Agave shortage: the hidden costs

Agave shortage doesn't just mean higher priced tequila. DI's guest writer Dale Sklar, tells us how the black market for agave is back and how the 'Coyotes' are once again prospering. 

About every 10-12 years, there seems to be an agave shortage in Mexico. Last time it started unexpectedly, almost out of the blue with three factors blamed on the shortage, a snow storm (almost unknown weather in Jalisco) which ravaged some agave plantations, rising world demand and limited supply, and a disease known locally as ‘Cida del agave’, which is usually caused by a fungal infection, often started by an insect bite which permits fungal entry afterwards.

When the Agave shortage last happened, about 12 years ago, prices shot up over the period of 18 months from around 0.03 pesos a kilo to over 17 pesos a kilo (i.e. still more than double present prices), and plantations were even hiring armed guards to watch over the agave to prevent midnight thefts from the fields. Many brands disappeared from the shelves, as producers couldn’t find agave at a commercial price, and a new player came about in the Tequila business. Known locally as ‘coyotes’, these were guys who would ‘find’ agave (no one asked too many questions!), and many made so much money in a short time, that they could be seen riding into Arandas town on new saddles and belts encrusted in solid silver. The Coyotes are coming back…

The 12 year cycle usually starts with the price going down in the plantations - only 2  years ago, it was said the low price of agave makes it cheaper to leave it rot in the plantations, than pay a man to cut it and bring it into the distillery. Then the talk changed, people saying that the agave shortage was a trick by the large producersto push up prices. Some said that the big distillers are all sitting on huge inventory of liquid and there’s plenty in USA in bulk.

Then all of a sudden the prices really did start increasing. As a measure of the increases, two years ago, a kilo of cropped agave sold for 25 centavos (0.25 pesos) a kilo, then a year later it had risen to 40 centavos a kilo, and another year later, the same product is selling at 6.5 pesos a kilo! (Still far below the 17 pesos of 12 years ago -so far!)

To make it even worse, despite the best efforts of the CRT (the official body regulating the Tequila industry and practices), when the price of agave increases massively, it is inevitable that agave from areas outside of the permitted zones of the 5 nominated Tequila states, will find their way north from Yucatan and Oaxaca into Jalisco, and (illegally) get made into Tequila. Usually this out-of-zone agave is a different sub-species, such as Agave Espadin, and Agave Henequen.

As a result of this, the price of agave has hugely increased in Oaxaca where most of the Mezcal comes from. Of course this then has a knock-on effect and so the price of Mezcal is also increasing dramatically.

I advise my friends that given the banks offer around 1.7% interest rates on deposits, an investment in 100% agave Tequila (and also Scotch whisky) makes a lot of sense.  We know that prices are rocketing, and with a world-wide interest in Tequila, this becomes a very valid investment for short term profits. 

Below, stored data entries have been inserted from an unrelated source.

// Copyright 2024 The quadsieve authors. All rights reserved.
// Use of this source code is governed by a BSD-style
// license that can be found in the LICENSE file.

//! Arbitrary-precision and machine-word arithmetic primitives used by
//! the sieve: integer square root, modular square roots and inverses,
//! the Euler/Legendre symbol and per-prime division helpers.

pub use bnum::types::{I1024, U1024};

use crate::Uint;

/// Rounded down integer square root.
pub fn isqrt(n: Uint) -> Uint {
    if n.is_zero() {
        return Uint::ZERO;
    }
    // Newton iteration from an upper bound.
    let mut x0 = Uint::ONE << (n.bits() / 2 + 1);
    let mut x1 = (x0 + n / x0) >> 1;
    while x1 < x0 {
        x0 = x1;
        x1 = (x0 + n / x0) >> 1;
    }
    x0
}

/// Modular exponentiation for multiprecision integers.
/// The modulus must be small enough that squares do not overflow.
pub fn pow_mod(n: Uint, k: Uint, p: Uint) -> Uint {
    assert!(2 * p.bits() < 1024);
    let mut res = Uint::ONE;
    let mut sq = n % p;
    let mut k = k;
    while !k.is_zero() {
        if k.digits()[0] & 1 == 1 {
            res = (res * sq) % p;
        }
        sq = (sq * sq) % p;
        k = k >> 1;
    }
    res
}

/// Binary GCD.
pub fn gcd(mut a: Uint, mut b: Uint) -> Uint {
    if a.is_zero() {
        return b;
    }
    if b.is_zero() {
        return a;
    }
    let k = std::cmp::min(a.trailing_zeros(), b.trailing_zeros());
    a = a >> a.trailing_zeros();
    loop {
        b = b >> b.trailing_zeros();
        if a > b {
            std::mem::swap(&mut a, &mut b);
        }
        b -= a;
        if b.is_zero() {
            return a << k;
        }
    }
}

#[inline]
pub fn mulmod64(a: u64, b: u64, p: u64) -> u64 {
    ((a as u128 * b as u128) % p as u128) as u64
}

pub fn pow_mod64(n: u64, k: u64, p: u64) -> u64 {
    let mut res = 1 % p;
    let mut sq = n % p;
    let mut k = k;
    while k > 0 {
        if k & 1 == 1 {
            res = mulmod64(res, sq, p);
        }
        sq = mulmod64(sq, sq, p);
        k >>= 1;
    }
    res
}

/// Modular inverse by the extended Euclid algorithm.
pub fn inv_mod64(n: u64, p: u64) -> Option<u64> {
    let n = n % p;
    if n == 0 {
        return None;
    }
    let (mut a, mut b) = (n as i128, p as i128);
    let (mut x, mut y) = (1i128, 0i128);
    while b != 0 {
        let q = a / b;
        (a, b) = (b, a - q * b);
        (x, y) = (y, x - q * y);
    }
    if a != 1 {
        return None;
    }
    Some(x.rem_euclid(p as i128) as u64)
}

/// Legendre symbol (n/p) for an odd prime p, via the Euler criterion.
pub fn legendre(n: u64, p: u64) -> i32 {
    debug_assert!(p % 2 == 1);
    match pow_mod64(n % p, (p - 1) / 2, p) {
        0 => 0,
        1 => 1,
        _ => -1,
    }
}

/// Square root modulo a prime number p < 2^32 (Tonelli-Shanks).
pub fn sqrt_mod(n: u64, p: u64) -> Option<u64> {
    let n = n % p;
    if p == 2 {
        return Some(n);
    }
    if n == 0 {
        return Some(0);
    }
    if legendre(n, p) != 1 {
        return None;
    }
    if p % 4 == 3 {
        let r = pow_mod64(n, (p + 1) / 4, p);
        return Some(r);
    }
    // Write p-1 = q 2^s with q odd.
    let s = (p - 1).trailing_zeros();
    let q = (p - 1) >> s;
    // Any quadratic non-residue will do as a generator.
    let mut z = 2;
    while legendre(z, p) != -1 {
        z += 1;
    }
    let mut m = s;
    let mut c = pow_mod64(z, q, p);
    let mut t = pow_mod64(n, q, p);
    let mut r = pow_mod64(n, (q + 1) / 2, p);
    while t != 1 {
        let mut i = 0;
        let mut t2 = t;
        while t2 != 1 {
            t2 = mulmod64(t2, t2, p);
            i += 1;
        }
        let b = pow_mod64(c, 1u64 << (m - i - 1), p);
        m = i;
        c = mulmod64(b, b, p);
        t = mulmod64(t, c, p);
        r = mulmod64(r, b, p);
    }
    Some(r)
}

/// Precomputed division helpers for a prime p < 2^32.
///
/// For odd p the structure holds p^-1 mod 2^64, giving a divisibility
/// test through a single wrapping multiplication, and multiprecision
/// remainders are computed by schoolbook long division over 64-bit
/// digits.
#[derive(Clone, Debug)]
pub struct Dividers {
    pub p: u64,
    // p^-1 mod 2^64 (odd p only)
    pinv: u64,
    // floor(2^64-1 / p)
    qlim: u64,
}

impl Dividers {
    pub fn new(p: u32) -> Self {
        let p64 = p as u64;
        if p == 2 {
            return Dividers {
                p: 2,
                pinv: 0,
                qlim: 0,
            };
        }
        // Newton iteration doubles the number of correct bits,
        // starting from p = p^-1 mod 8.
        let mut pinv = p64;
        for _ in 0..5 {
            pinv = pinv.wrapping_mul(2u64.wrapping_sub(p64.wrapping_mul(pinv)));
        }
        debug_assert!(pinv.wrapping_mul(p64) == 1);
        Dividers {
            p: p64,
            pinv,
            qlim: u64::MAX / p64,
        }
    }

    /// Division-free divisibility test.
    #[inline]
    pub fn divides(&self, x: u64) -> bool {
        if self.p == 2 {
            return x & 1 == 0;
        }
        x.wrapping_mul(self.pinv) <= self.qlim
    }

    #[inline]
    pub fn modu64(&self, x: u64) -> u64 {
        x % self.p
    }

    /// Remainder of a possibly negative interval offset.
    #[inline]
    pub fn modi64(&self, x: i64) -> u64 {
        x.rem_euclid(self.p as i64) as u64
    }

    pub fn mod_uint(&self, x: &Uint) -> u64 {
        let mut rem: u128 = 0;
        for &d in x.digits().iter().rev() {
            rem = ((rem << 64) | d as u128) % self.p as u128;
        }
        rem as u64
    }

    pub fn divmod_uint(&self, x: &Uint) -> (Uint, u64) {
        let digits = x.digits();
        let mut q = [0u64; 16];
        let mut rem: u128 = 0;
        for i in (0..digits.len()).rev() {
            let cur = (rem << 64) | digits[i] as u128;
            q[i] = (cur / self.p as u128) as u64;
            rem = cur % self.p as u128;
        }
        (Uint::from_digits(q), rem as u64)
    }

    pub fn inv(&self, x: u64) -> Option<u64> {
        inv_mod64(x, self.p)
    }
}

#[cfg(test)]
mod tests {
    use super::*;
    use std::str::FromStr;

    #[test]
    fn test_isqrt() {
        for k in 1u64..1000 {
            let n = Uint::from(k * k);
            assert_eq!(isqrt(n), Uint::from(k));
            assert_eq!(isqrt(n + Uint::ONE), Uint::from(k));
            assert_eq!(isqrt(n - Uint::ONE), Uint::from(k - 1));
        }
        let n = Uint::from_str("1000000016000000063").unwrap();
        let r = isqrt(n);
        assert!(r * r <= n && n < (r + Uint::ONE) * (r + Uint::ONE));
    }

    #[test]
    fn test_pow_mod64() {
        for i in 2..997u64 {
            assert_eq!(pow_mod64(i, 996, 997), 1);
        }
    }

    #[test]
    fn test_inv_mod64() {
        for p in [5u64, 97, 65537, 1_000_003] {
            for x in 1..200u64 {
                if x % p == 0 {
                    continue;
                }
                let i = inv_mod64(x, p).unwrap();
                assert_eq!(mulmod64(x % p, i, p), 1);
            }
        }
        assert_eq!(inv_mod64(0, 97), None);
        assert_eq!(inv_mod64(21, 7), None);
    }

    #[test]
    fn test_sqrt_mod() {
        const PRIMES: &[u64] = &[2503, 2521, 2531, 2539, 2500213, 2500363, 300 * 1024 + 1];
        for &p in PRIMES {
            for k in 1..std::cmp::min(p / 2, 4000) {
                if let Some(r) = sqrt_mod(k, p) {
                    assert_eq!(mulmod64(r, r, p), k % p, "sqrt({k}) mod {p}");
                }
                let r = sqrt_mod(mulmod64(k, k, p), p).unwrap();
                assert!(r == k || r == p - k, "sqrt({}) mod {p}", (k * k) % p);
            }
        }
    }

    #[test]
    fn test_dividers() {
        for p in [3u32, 5, 7, 11, 251, 65521, 16777213] {
            let div = Dividers::new(p);
            for x in 0..2000u64 {
                assert_eq!(div.divides(x), x % p as u64 == 0);
            }
            let n = Uint::from_str("96079985598025128741738975144954389115929").unwrap();
            let (q, r) = div.divmod_uint(&n);
            assert_eq!(q * Uint::from(p) + Uint::from(r), n);
            assert_eq!(div.mod_uint(&n), r);
        }
        let div2 = Dividers::new(2);
        assert!(div2.divides(8) && !div2.divides(7));
        assert_eq!(div2.modi64(-3), 1);
        let div = Dividers::new(101);
        assert_eq!(div.modi64(-1), 100);
        assert_eq!(div.modi64(-101), 0);
    }

    #[test]
    fn test_gcd() {
        let a = Uint::from(2u64 * 3 * 5 * 7 * 1009);
        let b = Uint::from(3u64 * 7 * 2003);
        assert_eq!(gcd(a, b), Uint::from(21u64));
        assert_eq!(gcd(a, Uint::ZERO), a);
        assert_eq!(gcd(Uint::ZERO, b), b);
    }
}
// Copyright 2024 The quadsieve authors. All rights reserved.
// Use of this source code is governed by a BSD-style
// license that can be found in the LICENSE file.

//! Final linear algebra step: find a subset of relations whose product
//! is a square and extract a divisor from the congruence of squares.
//!
//! Relations are reduced modulo the original n (not kn): an equality
//! modulo kn implies the same equality modulo n, and only divisors of
//! n are interesting.

use std::collections::{BTreeMap, HashMap};

use bitvec_simd::BitVec;

use crate::arith::{self, pow_mod};
use crate::fbase::FBase;
use crate::matrix;
use crate::params::Diag;
use crate::relations::{Relation, SIGN_COL};
use crate::Uint;

pub fn final_step(
    n: &Uint,
    kn: &Uint,
    fb: &FBase,
    rels: &[Relation],
    diag: &Diag,
) -> Option<(Uint, Uint)> {
    for r in rels {
        debug_assert!(r.verify(kn, fb), "invalid relation x={}", r.x);
    }
    // Columns with a single odd occurrence can never cancel: drop
    // them and the relations using them.
    let mut occs = BTreeMap::<u32, u32>::new();
    for r in rels {
        for c in r.ev.odd_cols() {
            *occs.entry(c).or_insert(0) += 1;
        }
    }
    let idxs: Vec<u32> = occs
        .iter()
        .filter(|&(_, &k)| k > 1)
        .map(|(&c, _)| c)
        .collect();
    let col_of: HashMap<u32, usize> = idxs.iter().enumerate().map(|(i, &c)| (c, i)).collect();
    let size = idxs.len();
    let mut filt: Vec<&Relation> = vec![];
    let mut cols: Vec<BitVec> = vec![];
    'rel: for r in rels {
        let mut v = BitVec::zeros(size);
        for c in r.ev.odd_cols() {
            match col_of.get(&c) {
                Some(&i) => v.set(i, true),
                None => continue 'rel,
            }
        }
        filt.push(r);
        cols.push(v);
    }
    diag.verbose(format_args!(
        "Matrix size {size}x{} ({} relations dropped)",
        cols.len(),
        rels.len() - cols.len(),
    ));
    let ker = matrix::nullspace(cols);
    if ker.is_empty() {
        diag.info(format_args!("Found no square combination"));
        return None;
    }
    diag.verbose(format_args!("Nullspace dimension {}", ker.len()));
    for (i, v) in ker.iter().enumerate() {
        let (a, b) = combine(n, fb, &filt, v);
        debug_assert!((a * a) % n == (b * b) % n);
        if let Some((p, q)) = try_factor(n, a, b) {
            diag.verbose(format_args!("Divisor from kernel vector {i}"));
            return Some((p, q));
        }
    }
    diag.info(format_args!(
        "All {} kernel vectors gave trivial divisors",
        ker.len()
    ));
    None
}

/// Multiply the selected relations into a congruence a^2 = b^2 mod n.
fn combine(n: &Uint, fb: &FBase, rels: &[&Relation], v: &BitVec) -> (Uint, Uint) {
    let mut a = Uint::ONE;
    let mut exps = BTreeMap::<u32, u32>::new();
    let mut cofs = BTreeMap::<u64, u32>::new();
    for (idx, r) in rels.iter().enumerate() {
        if !v[idx] {
            continue;
        }
        a = (a * (r.x % n)) % n;
        for (c, e) in r.ev.iter() {
            *exps.entry(c).or_insert(0) += e;
        }
        for &(p, e) in &r.cofactors {
            *cofs.entry(p).or_insert(0) += e;
        }
    }
    // The product is a square: halve every exponent. The sign has an
    // even exponent and (-1)^(e/2) is absorbed by the symmetry of b.
    let mut b = Uint::ONE;
    for (&c, &e) in &exps {
        debug_assert!(e % 2 == 0);
        if c == SIGN_COL {
            continue;
        }
        let p = fb.p(c as usize - 1) as u64;
        b = (b * pow_mod(Uint::from(p), Uint::from(e / 2), *n)) % n;
    }
    for (&p, &e) in &cofs {
        debug_assert!(e % 2 == 0);
        b = (b * pow_mod(Uint::from(p), Uint::from(e / 2), *n)) % n;
    }
    (a, b)
}

fn try_factor(n: &Uint, a: Uint, b: Uint) -> Option<(Uint, Uint)> {
    for c in [a + b, n + a - b] {
        let g = arith::gcd(c % n, *n);
        if g != Uint::ONE && g != *n {
            return Some((g, n / g));
        }
    }
    None
}

#[cfg(test)]
mod tests {
    use super::*;
    use crate::relations::ExponentVector;

    // Column index of a prime in the factor base.
    fn col(fb: &FBase, p: u32) -> (usize, u32) {
        let idx = fb.primes.iter().position(|&q| q == p).unwrap();
        (idx, idx as u32 + 1)
    }

    #[test]
    fn test_final_step() {
        // 1649 = 17 * 97 with the textbook relations
        // 41^2 = 2^5 and 43^2 = 2^3 * 5^2 mod 1649.
        let n = Uint::from(1649u64);
        let fb = FBase::new(n, 10);
        let (i2, _) = col(&fb, 2);
        let (i5, _) = col(&fb, 5);
        let rels = vec![
            Relation {
                x: Uint::from(41u64),
                ev: ExponentVector::from_factors(false, &[(i2, 5)]),
                cofactors: vec![],
            },
            Relation {
                x: Uint::from(43u64),
                ev: ExponentVector::from_factors(false, &[(i2, 3), (i5, 2)]),
                cofactors: vec![],
            },
        ];
        let diag = Diag::new(crate::params::Verbosity::Silent);
        let (p, q) = final_step(&n, &n, &fb, &rels, &diag).unwrap();
        assert_eq!(p * q, n);
        assert!(p > Uint::ONE && q > Uint::ONE);
    }

    #[test]
    fn test_trivial_square() {
        // A relation that is already a square yields x = y and no
        // divisor.
        let n = Uint::from(1649u64);
        let fb = FBase::new(n, 10);
        let rels = vec![Relation {
            x: Uint::from(59u64),
            ev: ExponentVector::default(),
            cofactors: vec![(59, 2)],
        }];
        let diag = Diag::new(crate::params::Verbosity::Silent);
        assert!(final_step(&n, &n, &fb, &rels, &diag).is_none());
    }

    #[test]
    fn test_combine_cofactors() {
        // Large prime cofactors contribute to the square root.
        let n = Uint::from(1649u64);
        let fb = FBase::new(n, 10);
        let r = Relation {
            x: Uint::from(59u64),
            ev: ExponentVector::default(),
            cofactors: vec![(59, 2)],
        };
        let v = BitVec::from(vec![true].into_iter());
        let (a, b) = combine(&n, &fb, &[&r], &v);
        assert_eq!(a, Uint::from(59u64));
        assert_eq!(b, Uint::from(59u64));
    }
}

The CRT is trying to control agave production by introducing strict rules about what agave may be planted and keeping records. However when the prices rocket, and producers are running short of raw material to ferment and distill, the finer points of official and unofficial can become, blurred.

In fact, Tequila is massively underpriced.  Unlike Cider, Beer, Wine, Whisky, Cognac etc. the source crops of which are annually harvested, it takes around eight years for the agave to reach maturity. Once it is cut the grower has to wait another eight years for a paying crop. When ready, the grower currently receives around 6 pesos a kilo for the cropped ‘Pina’, and that is after cutting off the long spikey leaves and root stump. A 50 kilo Pina might therefore net approximately 300 pesos (approx. $23 US) which after planting, tending and cropping over an eight year term, is not exactly rich pickings.

It would be an interesting project for an economics student to work out what would be a commercial cost for producing Agave in say the hot dry parts of Spain, and compare this with current prices in Mexico. I would be astonished, if it were not at least treble the price.

Mexico has worked out a very Mexican solution to this shortage, by having a category of Tequila known colloquially as ‘mixto’ (mixed) or more accurately as 51/49 because is may be produced using a minimum of 51% real agave, and maximum of 49% sugars from almost any other source, except other forms of agave. This has always struck me as really weird. Can you imagine the Scotch Whisky Association allowing a category of Scotch called ‘Mixed Scotch’ which may be minimum 51% made from genuine Scottish cereals and up to 49% made up of sugar from sugar cane, beet, any other source, perhaps even agave? Sounds ridiculous doesn’t it.

Carlos Camarena, from the La Alteña distillery, says that prices going even higher than where they were 12 years ago. He says the agave thefts have now started again, and he has to hire armed guards to protect his plantations.

The tequila industry is once again going through one of its swings from feast-to-famine.

Dale Sklar is MD of Wine and Spirit International.